PROMPT: Reproduce each line below without any alteration.

SUPPLIED DATA:
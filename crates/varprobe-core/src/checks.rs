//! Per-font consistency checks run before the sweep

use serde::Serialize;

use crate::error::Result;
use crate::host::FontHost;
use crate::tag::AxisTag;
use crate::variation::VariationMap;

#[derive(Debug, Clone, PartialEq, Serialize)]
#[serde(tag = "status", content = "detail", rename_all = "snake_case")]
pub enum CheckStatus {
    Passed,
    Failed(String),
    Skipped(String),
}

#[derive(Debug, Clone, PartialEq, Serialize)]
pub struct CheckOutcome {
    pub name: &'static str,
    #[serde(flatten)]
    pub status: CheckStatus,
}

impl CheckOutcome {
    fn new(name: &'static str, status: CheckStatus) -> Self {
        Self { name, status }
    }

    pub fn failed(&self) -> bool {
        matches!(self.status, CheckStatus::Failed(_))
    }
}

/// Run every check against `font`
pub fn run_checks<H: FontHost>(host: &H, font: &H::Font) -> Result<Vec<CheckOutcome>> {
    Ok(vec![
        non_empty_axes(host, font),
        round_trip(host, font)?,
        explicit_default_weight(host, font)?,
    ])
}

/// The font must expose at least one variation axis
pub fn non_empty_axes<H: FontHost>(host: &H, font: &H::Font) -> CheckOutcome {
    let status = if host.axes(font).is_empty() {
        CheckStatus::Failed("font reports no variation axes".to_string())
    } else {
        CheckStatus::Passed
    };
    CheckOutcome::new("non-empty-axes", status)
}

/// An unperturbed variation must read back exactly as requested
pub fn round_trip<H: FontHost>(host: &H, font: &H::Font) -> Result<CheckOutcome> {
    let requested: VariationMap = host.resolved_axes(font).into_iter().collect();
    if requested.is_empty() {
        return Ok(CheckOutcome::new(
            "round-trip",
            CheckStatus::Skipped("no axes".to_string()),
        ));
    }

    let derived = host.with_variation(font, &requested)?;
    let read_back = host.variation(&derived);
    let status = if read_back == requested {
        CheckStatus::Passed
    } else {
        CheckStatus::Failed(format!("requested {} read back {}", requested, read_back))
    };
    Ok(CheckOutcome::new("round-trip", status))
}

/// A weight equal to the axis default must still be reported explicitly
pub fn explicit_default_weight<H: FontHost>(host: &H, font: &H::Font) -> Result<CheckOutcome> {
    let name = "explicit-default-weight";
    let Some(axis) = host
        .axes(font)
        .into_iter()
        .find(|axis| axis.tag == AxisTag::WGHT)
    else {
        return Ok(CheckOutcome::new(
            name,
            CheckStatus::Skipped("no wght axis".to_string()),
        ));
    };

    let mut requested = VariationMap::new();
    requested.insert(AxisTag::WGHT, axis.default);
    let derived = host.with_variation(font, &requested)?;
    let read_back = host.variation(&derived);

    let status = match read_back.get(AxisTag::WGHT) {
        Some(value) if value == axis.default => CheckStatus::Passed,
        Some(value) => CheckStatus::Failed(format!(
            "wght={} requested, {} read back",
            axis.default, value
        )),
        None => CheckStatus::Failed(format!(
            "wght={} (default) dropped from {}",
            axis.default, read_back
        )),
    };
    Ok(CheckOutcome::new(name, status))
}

EXERCISE ANSWER:
filename crates/varprobe-core/src/checks.rs
//! Per-font consistency checks run before the sweep

use serde::Serialize;

use crate::error::Result;
use crate::host::FontHost;
use crate::tag::AxisTag;
use crate::variation::VariationMap;

#[derive(Debug, Clone, PartialEq, Serialize)]
#[serde(tag = "status", content = "detail", rename_all = "snake_case")]
pub enum CheckStatus {
    Passed,
    Failed(String),
    Skipped(String),
}

#[derive(Debug, Clone, PartialEq, Serialize)]
pub struct CheckOutcome {
    pub name: &'static str,
    #[serde(flatten)]
    pub status: CheckStatus,
}

impl CheckOutcome {
    fn new(name: &'static str, status: CheckStatus) -> Self {
        Self { name, status }
    }

    pub fn failed(&self) -> bool {
        matches!(self.status, CheckStatus::Failed(_))
    }
}

/// Run every check against `font`
pub fn run_checks<H: FontHost>(host: &H, font: &H::Font) -> Result<Vec<CheckOutcome>> {
    Ok(vec![
        non_empty_axes(host, font),
        round_trip(host, font)?,
        explicit_default_weight(host, font)?,
    ])
}

/// The font must expose at least one variation axis
pub fn non_empty_axes<H: FontHost>(host: &H, font: &H::Font) -> CheckOutcome {
    let status = if host.axes(font).is_empty() {
        CheckStatus::Failed("font reports no variation axes".to_string())
    } else {
        CheckStatus::Passed
    };
    CheckOutcome::new("non-empty-axes", status)
}

/// An unperturbed variation must read back exactly as requested
pub fn round_trip<H: FontHost>(host: &H, font: &H::Font) -> Result<CheckOutcome> {
    let requested: VariationMap = host.resolved_axes(font).into_iter().collect();
    if requested.is_empty() {
        return Ok(CheckOutcome::new(
            "round-trip",
            CheckStatus::Skipped("no axes".to_string()),
        ));
    }

    let derived = host.with_variation(font, &requested)?;
    let read_back = host.variation(&derived);
    let status = if read_back == requested {
        CheckStatus::Passed
    } else {
        CheckStatus::Failed(format!("requested {} read back {}", requested, read_back))
    };
    Ok(CheckOutcome::new("round-trip", status))
}

/// A weight equal to the axis default must still be reported explicitly
pub fn explicit_default_weight<H: FontHost>(host: &H, font: &H::Font) -> Result<CheckOutcome> {
    let name = "explicit-default-weight";
    let Some(axis) = host
        .axes(font)
        .into_iter()
        .find(|axis| axis.tag == AxisTag::WGHT)
    else {
        return Ok(CheckOutcome::new(
            name,
            CheckStatus::Skipped("no wght axis".to_string()),
        ));
    };

    let mut requested = VariationMap::new();
    requested.insert(AxisTag::WGHT, axis.default);
    let derived = host.with_variation(font, &requested)?;
    let read_back = host.variation(&derived);

    let status = match read_back.get(AxisTag::WGHT) {
        Some(value) if value == axis.default => CheckStatus::Passed,
        Some(value) => CheckStatus::Failed(format!(
            "wght={} requested, {} read back",
            axis.default, value
        )),
        None => CheckStatus::Failed(format!(
            "wght={} (default) dropped from {}",
            axis.default, read_back
        )),
    };
    Ok(CheckOutcome::new(name, status))
}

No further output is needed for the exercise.